THE DREAM OF THE EARTH

By

Pub Date: Oct. 24th, 1988
ISBN: 1578051355
Publisher: Sierra Club--dist. by Random House

A wide-eyed, florid, repetitive declaration of past ecological sins and future New Age virtues. According to Berry, a theologian and historian of culture, the human species is about to experience something BIG: ""the most serious transformation of human-earth relations that has taken place at least since the classical civilizations were founded."" Our initiation into this vastly superior ""ecological age"" will require a ""mystique of the land"" in place of our current ""mystique of industry""; ""planetary socialism"" based on St. Thomas; a post-patriarchal, bioregional, ""biocractic"" society; and a way to harness science as a religious vehicle.
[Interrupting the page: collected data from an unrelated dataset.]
//! Application service — the hexagonal core.
//!
//! [`AppService`] owns the actuator registry, the feedback decoder and
//! the confirmation engine.  It exposes a hardware-agnostic API; all I/O
//! flows through port traits injected at call sites, making the whole
//! control loop testable with mock adapters.
//!
//! ```text
//!  CommandSource ──▶ ┌─────────────────────────────┐ ──▶ StatusReporter
//!                    │         AppService          │
//!  StatusFeed ─────▶ │ Dispatch · Decode · Confirm │ ──▶ EventSink
//!                    │        Registry             │
//!  OutputPort ◀───── └─────────────────────────────┘ ◀── Clock
//! ```

use core::sync::atomic::{AtomicBool, Ordering};

use log::{debug, info, warn};

use crate::config::SystemConfig;
use crate::confirmation::{drive_line, ConfirmationEngine};
use crate::feedback::FeedbackDecoder;
use crate::fsm::registry::ActuatorRegistry;
use crate::fsm::ActuatorId;

use super::commands::OperatorCommand;
use super::events::{AppEvent, StatusReport, StopReason};
use super::ports::{Clock, CommandSource, EventSink, OutputPort, StatusFeed, StatusReporter};

/// Whether the control loop should keep running after a step.
#[derive(Debug, Clone, Copy, PartialEq, Eq)]
pub enum LoopControl {
    Continue,
    Stop(StopReason),
}

// ───────────────────────────────────────────────────────────────
// AppService
// ───────────────────────────────────────────────────────────────

/// The application service orchestrates all domain logic.
pub struct AppService {
    registry: ActuatorRegistry,
    decoder: FeedbackDecoder,
    engine: ConfirmationEngine,
    /// Sleep at the end of every iteration.
    loop_interval_ms: u64,
    /// Set when a command or sample changed what the operator sees.
    status_dirty: bool,
    tick_count: u64,
}

impl AppService {
    /// Construct the service from configuration.  All lines start inactive.
    pub fn new(config: &SystemConfig) -> Self {
        Self {
            registry: ActuatorRegistry::new(config.output_lines.as_array()),
            decoder: FeedbackDecoder::new(config.feedback_bit_order),
            engine: ConfirmationEngine::new(config),
            loop_interval_ms: config.loop_interval_ms,
            status_dirty: false,
            tick_count: 0,
        }
    }

    // ── Lifecycle ─────────────────────────────────────────────

    /// Announce startup and render the initial status once.
    pub fn start(&mut self, clock: &impl Clock, console: &mut (impl StatusReporter + EventSink)) {
        let lines = ActuatorId::ALL.map(|id| self.registry.get(id).output_line());
        info!("AppService started, lines={:?}", lines);
        console.emit(&AppEvent::Started { lines });
        console.render(&StatusReport::capture(&self.registry, clock.now_ms()));
        self.status_dirty = false;
    }

    /// Run the control loop until the operator quits or `stop` is raised.
    ///
    /// Every iteration is one [`tick`](Self::tick) followed by a fixed
    /// sleep of `loop_interval_ms`.
    pub fn run(
        &mut self,
        hw: &mut (impl OutputPort + StatusFeed),
        input: &mut impl CommandSource,
        clock: &mut impl Clock,
        console: &mut (impl StatusReporter + EventSink),
        stop: &AtomicBool,
    ) -> StopReason {
        self.start(clock, console);

        let reason = loop {
            if stop.load(Ordering::Relaxed) {
                break StopReason::Interrupted;
            }
            if let LoopControl::Stop(reason) = self.tick(hw, input, clock, console) {
                break reason;
            }
            clock.sleep_ms(self.loop_interval_ms);
        };

        info!("Control loop stopped after {} ticks ({:?})", self.tick_count, reason);
        console.emit(&AppEvent::Stopped(reason));
        reason
    }

    // ── Per-tick orchestration ────────────────────────────────

    /// Run one control cycle: operator key → feedback sample → timeouts → status.
    ///
    /// The `hw` parameter satisfies **both** [`OutputPort`] and
    /// [`StatusFeed`], and `console` both [`StatusReporter`] and
    /// [`EventSink`], so the loop holds a single mutable borrow of each.
    pub fn tick(
        &mut self,
        hw: &mut (impl OutputPort + StatusFeed),
        input: &mut impl CommandSource,
        clock: &mut impl Clock,
        console: &mut (impl StatusReporter + EventSink),
    ) -> LoopControl {
        self.tick_count += 1;

        // 1. Operator command (never blocks)
        if let Some(key) = input.poll_key() {
            if let LoopControl::Stop(reason) = self.handle_key(key, hw, clock.now_ms(), console) {
                return LoopControl::Stop(reason);
            }
        }

        // 2. At most one feedback sample
        match hw.read_sample() {
            Ok(Some(raw)) => self.ingest_sample(raw, console),
            Ok(None) => {}
            Err(e) => debug!("No feedback this tick: {}", e),
        }

        // 3. Timeout recovery (may block for the retry delay)
        self.engine.service_timeouts(&mut self.registry, hw, clock, console);

        // 4. Status render, once per detected change
        self.flush_status(clock.now_ms(), console);

        LoopControl::Continue
    }

    // ── Command handling ──────────────────────────────────────

    /// Interpret one key press.  Whitespace is ignored; unmapped keys are
    /// reported and leave the registry untouched.
    pub fn handle_key(
        &mut self,
        key: char,
        hw: &mut impl OutputPort,
        now_ms: u64,
        sink: &mut impl EventSink,
    ) -> LoopControl {
        if key.is_whitespace() {
            return LoopControl::Continue;
        }
        match OperatorCommand::from_key(key) {
            Some(cmd) => self.handle_command(cmd, hw, now_ms, sink),
            None => {
                warn!("Key {:?} is not mapped to a function", key);
                sink.emit(&AppEvent::UnmappedInput(key));
                LoopControl::Continue
            }
        }
    }

    /// Dispatch an operator command.
    ///
    /// A toggle flips the actuator's line, writes it straight away, and
    /// moves the logical state: the tool changer settles immediately,
    /// "on" arms a confirmation wait, "off" settles optimistically.
    pub fn handle_command(
        &mut self,
        cmd: OperatorCommand,
        hw: &mut impl OutputPort,
        now_ms: u64,
        sink: &mut impl EventSink,
    ) -> LoopControl {
        let id = match cmd {
            OperatorCommand::Toggle(id) => id,
            OperatorCommand::Quit => {
                info!("Quit requested");
                return LoopControl::Stop(StopReason::Quit);
            }
        };

        let act = self.registry.get(id);
        let level = !act.commanded_level();
        let line = act.output_line();
        drive_line(hw, id, line, level, sink);

        let act = self.registry.get_mut(id);
        act.set_commanded_level(level);
        if id.is_feedback_timed() && level {
            act.arm(now_ms, 1);
        } else {
            act.settle(level);
        }

        let state = act.state();
        info!("{}: {} (command sent)", id, state);
        sink.emit(&AppEvent::CommandSent { id, level, state });
        self.status_dirty = true;
        LoopControl::Continue
    }

    /// Decode one raw status byte and reconcile it against the registry.
    pub fn ingest_sample(&mut self, raw: u8, sink: &mut impl EventSink) {
        let sample = self.decoder.decode(raw);
        let outcome = self.engine.reconcile(&mut self.registry, &sample);
        for id in outcome.confirmed {
            sink.emit(&AppEvent::Confirmed { id });
        }
        if outcome.changed {
            self.status_dirty = true;
        }
    }

    // ── Queries ───────────────────────────────────────────────

    pub fn registry(&self) -> &ActuatorRegistry {
        &self.registry
    }

    /// Total control ticks executed since startup.
    pub fn tick_count(&self) -> u64 {
        self.tick_count
    }

    /// Whether a status render is owed on the next flush.
    pub fn is_status_dirty(&self) -> bool {
        self.status_dirty
    }

    // ── Internal ──────────────────────────────────────────────

    fn flush_status(&mut self, now_ms: u64, console: &mut (impl StatusReporter + EventSink)) {
        if self.status_dirty {
            console.render(&StatusReport::capture(&self.registry, now_ms));
            self.status_dirty = false;
        }
    }
}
Berry bases some of his apocalyptic argument on studies of species extinction and planetary pollution; some on ancient Indian, Chinese, and Native American teachings; and some on his love for historical schematization--not only do we have history divided into ""ages"" but also into ""mediations,"" with the ""earth-human"" supplanting the ""interhuman"" that usurped the ""divine-human."" The basic tack here is attractive-that we've mucked up the planet but things are gonna get better and here's some advice on how to do it. It's too bad that Berry shovels up naive black-and-white stereotypes (one can be boiled down to Indians good, Europeans bad), unabashed male-bashing, Pollyanna optimism, metronomic repetition and sloppy scholarship. Berry's title fits--too well: this reads like a pipe dream.